Stored data entries:
::::::::::
impl RouterConfig {
    /// Enable metrics collection if it has not already been configured.
    pub fn enable_metrics(&mut self) {
        if self.metrics.is_none() {
            self.metrics = Some(Arc::new(Mutex::new(RouterMetrics::new())));
        }
    }

    pub fn disable_metrics(&mut self) {
        self.metrics = None;
    }

    /// Access the shared metrics handle if metrics are enabled.
    pub fn metrics_handle(&self) -> Option<Arc<Mutex<RouterMetrics>>> {
        self.metrics.as_ref().map(Arc::clone)
    }
}

/// Turns raw input events into gadget state changes and notifications.
///
/// The router holds no objects, only arena handles; every call receives the
/// registry it operates on. Handles that disappear between events are dropped
/// from the chains at the start of the next event.
pub struct InputRouter {
    config: RouterConfig,
    font: Box<dyn Font>,
    hover: Chain,
    active: Chain,
    held: bool,
    pressed: Option<GadgetId>,
    drag: Option<DragState>,
    outbox: Vec<Notification>,
}

impl Default for InputRouter {
    fn default() -> Self {
        Self::new(MonospaceFont::default())
    }
}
::::::::::
Once you have read the records above, please copy them out exactly.

impl RouterConfig {
    /// Enable metrics collection if it has not already been configured.
    pub fn enable_metrics(&mut self) {
        if self.metrics.is_none() {
            self.metrics = Some(Arc::new(Mutex::new(RouterMetrics::new())));
        }
    }

    pub fn disable_metrics(&mut self) {
        self.metrics = None;
    }

    /// Access the shared metrics handle if metrics are enabled.
    pub fn metrics_handle(&self) -> Option<Arc<Mutex<RouterMetrics>>> {
        self.metrics.as_ref().map(Arc::clone)
    }
}

/// Turns raw input events into gadget state changes and notifications.
///
/// The router holds no objects, only arena handles; every call receives the
/// registry it operates on. Handles that disappear between events are dropped
/// from the chains at the start of the next event.
pub struct InputRouter {
    config: RouterConfig,
    font: Box<dyn Font>,
    hover: Chain,
    active: Chain,
    held: bool,
    pressed: Option<GadgetId>,
    drag: Option<DragState>,
    outbox: Vec<Notification>,
}

impl Default for InputRouter {
    fn default() -> Self {
        Self::new(MonospaceFont::default())
    }
}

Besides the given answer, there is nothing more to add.